Collectively, the Moore-Snowbarger showdown was the most expensive House race in state history.

"Which to me is obscene," Moore said. "It says something about campaign-finance laws in this country."

Personal expenditures

In 1998, the average House winner spent $673,000. Preliminary figures indicate Senate winners' campaigns averaged $4.9 million. The top-spending candidates won 95 percent of House races and 94 percent of Senate contests.

Here's the tally for the three other congressional races:

  • Rep. Todd Tiahrt, R-Kan., spent $621,000 to beat two challengers in the 4th District -- Democrat Jim Lawing ($23,000) and third-party candidate Craig Newland (no reported expenditures). Tiahrt won 58 percent of the vote.
  • Rep. Jim Ryun, R-Kan., devoted $501,000 to his campaign to repel Democrat Jim Clark ($109,000). Ryun, who lives north of Lawrence, captured 60 percent of votes in the 2nd District.
  • Rep. Jerry Moran, R-Kan., defeated Democrat Jim Phillips by earning 80 percent of the vote in the 1st District of western Kansas. Moran fueled his effort with nearly $290,000, while Phillips didn't spend more than $50,000.

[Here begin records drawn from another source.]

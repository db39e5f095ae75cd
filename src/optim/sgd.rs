use crate::error::Result;
use crate::math::matrix::Matrix;

pub struct Sgd {
    pub learning_rate: f64,
}

impl Sgd {
    pub fn new(learning_rate: f64) -> Sgd {
        Sgd { learning_rate }
    }

    /// Applies `W ← W − lr · grad` in place.
    pub fn step(&self, weights: &mut Matrix, grad: &Matrix) -> Result<()> {
        *weights = weights.checked_sub(&grad.scale(self.learning_rate))?;
        Ok(())
    }
}
use serde::{Serialize, Deserialize};

/// Statistics for one reported epoch.
///
/// `train_loop` produces one value after epoch 1 and after every
/// `display_interval`-th epoch, hands it to the configured reporter and keeps
/// it in the returned history.
#[derive(Debug, Clone, PartialEq, Serialize, Deserialize)]
pub struct EpochStats {
    /// 1-based epoch number.
    pub epoch: usize,
    /// Total epochs requested for this run.
    pub total_epochs: usize,
    /// Half mean-squared error over the full dataset after this epoch.
    pub loss: f64,
    /// Argmax accuracy in [0, 1]; only set when targets have more than one column.
    pub accuracy: Option<f64>,
    /// Wall-clock duration of this single epoch in milliseconds.
    pub elapsed_ms: u64,
}

impl EpochStats {
    /// The `epoch=<k>, loss=<v>` progress line, loss at 7 decimals.
    pub fn progress_line(&self) -> String {
        format!("epoch={}, loss={:.7}", self.epoch, self.loss)
    }
}

#[cfg(test)]
mod tests {
    use super::*;

    #[test]
    fn progress_line_uses_seven_decimals() {
        let stats = EpochStats {
            epoch: 100,
            total_epochs: 1000,
            loss: 0.125,
            accuracy: None,
            elapsed_ms: 0,
        };
        assert_eq!(stats.progress_line(), "epoch=100, loss=0.1250000");
    }
}
pub mod dataset;
pub mod logic;

pub use dataset::Dataset;
pub use logic::LogicTable;
use rand::Rng;
use serde::{Serialize, Deserialize};
use std::f64::consts::PI;

use crate::error::{Error, Result};

#[derive(Debug, Clone, PartialEq, Serialize, Deserialize)]
pub struct Matrix{
    pub rows: usize,
    pub cols: usize,
    pub data: Vec<Vec<f64>>
}

impl Matrix{
    pub fn zeros(rows: usize, cols: usize) -> Matrix {
        Matrix{
            rows,
            cols,
            data: vec![vec![0.0; cols]; rows]
        }
    }

    /// Wraps a single vector as a 1×n row matrix.
    pub fn row(values: Vec<f64>) -> Matrix {
        Matrix {
            rows: 1,
            cols: values.len(),
            data: vec![values],
        }
    }

    /// Builds a matrix from row vectors. Fails on ragged rows.
    pub fn from_data(data: Vec<Vec<f64>>) -> Result<Matrix> {
        let cols = data.first().map_or(0, Vec::len);
        if let Some(bad) = data.iter().find(|row| row.len() != cols) {
            return Err(Error::dimension("matrix row", cols, bad.len()));
        }
        Ok(Matrix {
            rows: data.len(),
            cols,
            data
        })
    }

    /// Samples a single value from N(0, 1) using the Box-Muller transform.
    fn sample_standard_normal<R: Rng + ?Sized>(rng: &mut R) -> f64 {
        // Both uniforms live on (0, 1] to avoid log(0).
        let u1: f64 = 1.0 - rng.gen::<f64>();
        let u2: f64 = 1.0 - rng.gen::<f64>();
        (-2.0 * u1.ln()).sqrt() * (2.0 * PI * u2).cos()
    }

    /// Fills a (rows, cols) matrix with N(0, 1) samples multiplied by `scale`.
    ///
    /// Fan-in scaling passes `1 / sqrt(fan_in)` here.
    pub fn scaled_normal<R: Rng + ?Sized>(rows: usize, cols: usize, scale: f64, rng: &mut R) -> Matrix {
        let mut res = Matrix::zeros(rows, cols);
        for row in res.data.iter_mut() {
            for value in row.iter_mut() {
                *value = Matrix::sample_standard_normal(rng) * scale;
            }
        }
        res
    }

    pub fn transpose(&self) -> Matrix {
        let mut res = Matrix::zeros(self.cols, self.rows);

        for i in 0..res.rows {
            for j in 0..res.cols {
                res.data[i][j] = self.data[j][i];
            }
        }

        res
    }

    pub fn map<F>(&self, functor: F) -> Matrix
    where
        F: Fn(f64) -> f64,
    {
        Matrix {
            rows: self.rows,
            cols: self.cols,
            data: self.data.iter()
                .map(|row| row.iter().map(|&x| functor(x)).collect())
                .collect(),
        }
    }

    pub fn scale(&self, factor: f64) -> Matrix {
        self.map(|x| x * factor)
    }

    /// Matrix product `self · rhs`.
    pub fn checked_mul(&self, rhs: &Matrix) -> Result<Matrix> {
        if self.cols != rhs.rows {
            return Err(Error::dimension("matrix product", self.cols, rhs.rows));
        }

        let mut res = Matrix::zeros(self.rows, rhs.cols);

        for i in 0..res.rows {
            for j in 0..res.cols {
                let mut sum = 0.0;

                for k in 0..self.cols {
                    sum += self.data[i][k] * rhs.data[k][j];
                }

                res.data[i][j] = sum;
            }
        }

        Ok(res)
    }

    /// Element-wise difference `self - rhs`.
    pub fn checked_sub(&self, rhs: &Matrix) -> Result<Matrix> {
        self.check_same_shape(rhs, "matrix difference")?;
        let data = self.data.iter().zip(rhs.data.iter())
            .map(|(row_a, row_b)| {
                row_a.iter().zip(row_b.iter()).map(|(x, y)| x - y).collect()
            })
            .collect();
        Ok(Matrix { rows: self.rows, cols: self.cols, data })
    }

    /// Element-wise (Hadamard) product of two same-shape matrices.
    pub fn hadamard(&self, rhs: &Matrix) -> Result<Matrix> {
        self.check_same_shape(rhs, "hadamard product")?;
        let data = self.data.iter().zip(rhs.data.iter())
            .map(|(row_a, row_b)| {
                row_a.iter().zip(row_b.iter()).map(|(x, y)| x * y).collect()
            })
            .collect();
        Ok(Matrix { rows: self.rows, cols: self.cols, data })
    }

    /// Outer product `aᵀ · b` of two vectors, shape (a.len(), b.len()).
    pub fn outer(a: &[f64], b: &[f64]) -> Matrix {
        Matrix {
            rows: a.len(),
            cols: b.len(),
            data: a.iter()
                .map(|&x| b.iter().map(|&y| x * y).collect())
                .collect(),
        }
    }

    /// Returns `(rows, cols)`.
    pub fn shape(&self) -> (usize, usize) {
        (self.rows, self.cols)
    }

    pub fn is_finite(&self) -> bool {
        self.data.iter().flatten().all(|x| x.is_finite())
    }

    fn check_same_shape(&self, rhs: &Matrix, context: &str) -> Result<()> {
        if self.rows != rhs.rows {
            return Err(Error::dimension(format!("{context} (rows)"), self.rows, rhs.rows));
        }
        if self.cols != rhs.cols {
            return Err(Error::dimension(format!("{context} (cols)"), self.cols, rhs.cols));
        }
        Ok(())
    }
}
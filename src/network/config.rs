use serde::{Serialize, Deserialize};
use std::path::Path;

use crate::activation::activation::ActivationKind;
use crate::data::logic::LogicTable;
use crate::error::Result;
use crate::network::network::Network;
use crate::train::train_config::TrainConfig;

/// A serializable description of one training run: architecture,
/// hyperparameters, the built-in dataset to train on and an optional seed.
///
/// Missing fields fall back to the defaults of a 2-2-1 sigmoid XOR run, so a
/// config file only needs to name what it changes.
#[derive(Debug, Clone, PartialEq, Serialize, Deserialize)]
#[serde(default)]
pub struct RunConfig {
    /// Layer sizes, input first.
    pub layers: Vec<usize>,
    pub activation: ActivationKind,
    pub learning_rate: f64,
    pub training: TrainConfig,
    /// Seed for weight initialisation; `None` draws from the thread RNG.
    pub seed: Option<u64>,
    pub dataset: LogicTable,
}

impl Default for RunConfig {
    fn default() -> Self {
        RunConfig {
            layers: vec![2, 2, 1],
            activation: ActivationKind::Sigmoid,
            learning_rate: 0.1,
            training: TrainConfig::default(),
            seed: None,
            dataset: LogicTable::Xor,
        }
    }
}

impl RunConfig {
    /// Constructs the network this config describes.
    pub fn build_network(&self) -> Result<Network> {
        match self.seed {
            Some(seed) => Network::with_seed(self.layers.clone(), self.activation, self.learning_rate, seed),
            None => Network::new(self.layers.clone(), self.activation, self.learning_rate),
        }
    }

    /// Serializes the config to a pretty-printed JSON file.
    pub fn save_json(&self, path: impl AsRef<Path>) -> Result<()> {
        let file = std::fs::File::create(path)?;
        let writer = std::io::BufWriter::new(file);
        serde_json::to_writer_pretty(writer, self)?;
        Ok(())
    }

    pub fn load_json(path: impl AsRef<Path>) -> Result<RunConfig> {
        let file = std::fs::File::open(path)?;
        let reader = std::io::BufReader::new(file);
        let config: RunConfig = serde_json::from_reader(reader)?;
        config.training.validate()?;
        Ok(config)
    }
}

#[cfg(test)]
mod tests {
    use super::*;
    use crate::error::Error;

    #[test]
    fn partial_json_uses_defaults() {
        let config: RunConfig =
            serde_json::from_str(r#"{"layers": [2, 4, 1], "activation": "relu"}"#).unwrap();
        assert_eq!(config.layers, vec![2, 4, 1]);
        assert_eq!(config.activation, ActivationKind::ReLU);
        assert_eq!(config.learning_rate, 0.1);
        assert_eq!(config.training, TrainConfig::default());
        assert_eq!(config.dataset, LogicTable::Xor);
    }

    #[test]
    fn unknown_activation_fails_to_parse() {
        let parsed = serde_json::from_str::<RunConfig>(r#"{"activation": "softmax"}"#);
        assert!(parsed.is_err());
    }

    #[test]
    fn save_then_load_preserves_config() {
        let path = std::env::temp_dir().join(format!("backprop-nn-config-{}.json", std::process::id()));
        let config = RunConfig {
            seed: Some(7),
            learning_rate: 0.25,
            ..RunConfig::default()
        };
        config.save_json(&path).unwrap();
        let loaded = RunConfig::load_json(&path).unwrap();
        std::fs::remove_file(&path).ok();
        assert_eq!(loaded, config);
    }

    #[test]
    fn load_rejects_zero_display_interval() {
        let path = std::env::temp_dir().join(format!("backprop-nn-bad-{}.json", std::process::id()));
        std::fs::write(&path, r#"{"training": {"epochs": 10, "display_interval": 0}}"#).unwrap();
        let result = RunConfig::load_json(&path);
        std::fs::remove_file(&path).ok();
        assert!(matches!(result, Err(Error::Configuration(_))));
    }

    #[test]
    fn build_network_validates_layers() {
        let config = RunConfig { layers: vec![2], ..RunConfig::default() };
        assert!(matches!(config.build_network(), Err(Error::Configuration(_))));
    }

    #[test]
    fn seeded_config_builds_identical_networks() {
        let config = RunConfig { seed: Some(3), ..RunConfig::default() };
        let a = config.build_network().unwrap();
        let b = config.build_network().unwrap();
        assert_eq!(a.weights(), b.weights());
    }
}
pub mod error;
pub mod math;
pub mod activation;
pub mod network;
pub mod loss;
pub mod optim;
pub mod train;
pub mod data;

// Convenience re-exports
pub use error::{Error, Result};
pub use math::matrix::Matrix;
pub use activation::activation::ActivationKind;
pub use network::network::{ForwardTrace, Network};
pub use network::config::RunConfig;
pub use loss::mse::MseLoss;
pub use optim::sgd::Sgd;
pub use data::dataset::Dataset;
pub use data::logic::LogicTable;
pub use train::{
    accuracy, evaluate_loss, train_loop, train_sample, EpochStats, ProgressReporter, TracingReporter, TrainConfig,
};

In the U.S. Senate race between Republican incumbent Sam Brownback and Democrat Paul Feleciano, the challenger was overwhelmed by Brownback's $1.4 million campaign spending program. Feleciano's campaign cost $38,000. Brownback secured 65 percent of the vote to earn a six-year term.

'Soft' money

During a visit to Lawrence, Moore said personal expenditures by candidates represented the tip of the iceberg in campaign spending.

Unregulated "soft" money contributions from wealthy individuals, labor unions and corporations to political parties influenced the Kansas races, as did so-called "issue ads" paid for by special-interest groups.

Moore said he was troubled most by the activities of stealthy special-interest organizations. He said their ads "undermine candidates" with spots that cleverly sidestep laws forbidding direct advocacy of a specific candidate.

Of course, he said, a child reading between the lines could tell which candidate an issue ad favored.

"It doesn't take a brain surgeon to do that," Moore said.

For that reason, Moore is co-sponsor of the bipartisan Shays-Meehan reform bill struggling against Republican opposition to make it to the House floor for a vote. It passed the House eight months ago but was blocked by a Senate filibuster in the waning days of the last Congress.

The bill, introduced again in January, would ban soft money and require special-interest groups to pay for issue ads with money raised according to federal campaign finance laws.

House Speaker Dennis Hastert, R-Ill., has worked to block House action on Shays-Meehan just as his predecessor, Newt Gingrich, did last session.

In response, a group of conservative and moderate House Democrats known as the Blue Dog Coalition is preparing a special petition to override Hastert and force a floor vote. Moore is a member of the coalition.

"The Blue Dogs and the Democratic freshmen are to be commended for the leadership roles they are taking in the fight for campaign reform," said Ann McBride, president of Common Cause, a nonprofit, nonpartisan citizens' lobbying organization promoting accountable government.

McBride said that if the House failed to pass Shays-Meehan until the end of 1999, or puts off passage until 2000, the soft-money system would remain intact for the 2000 elections.

"If Congress doesn't act soon, a deluge of unregulated, undisclosed money will flood the 2000 elections and make what happened in 1996 and 1998 look like child's play," she said.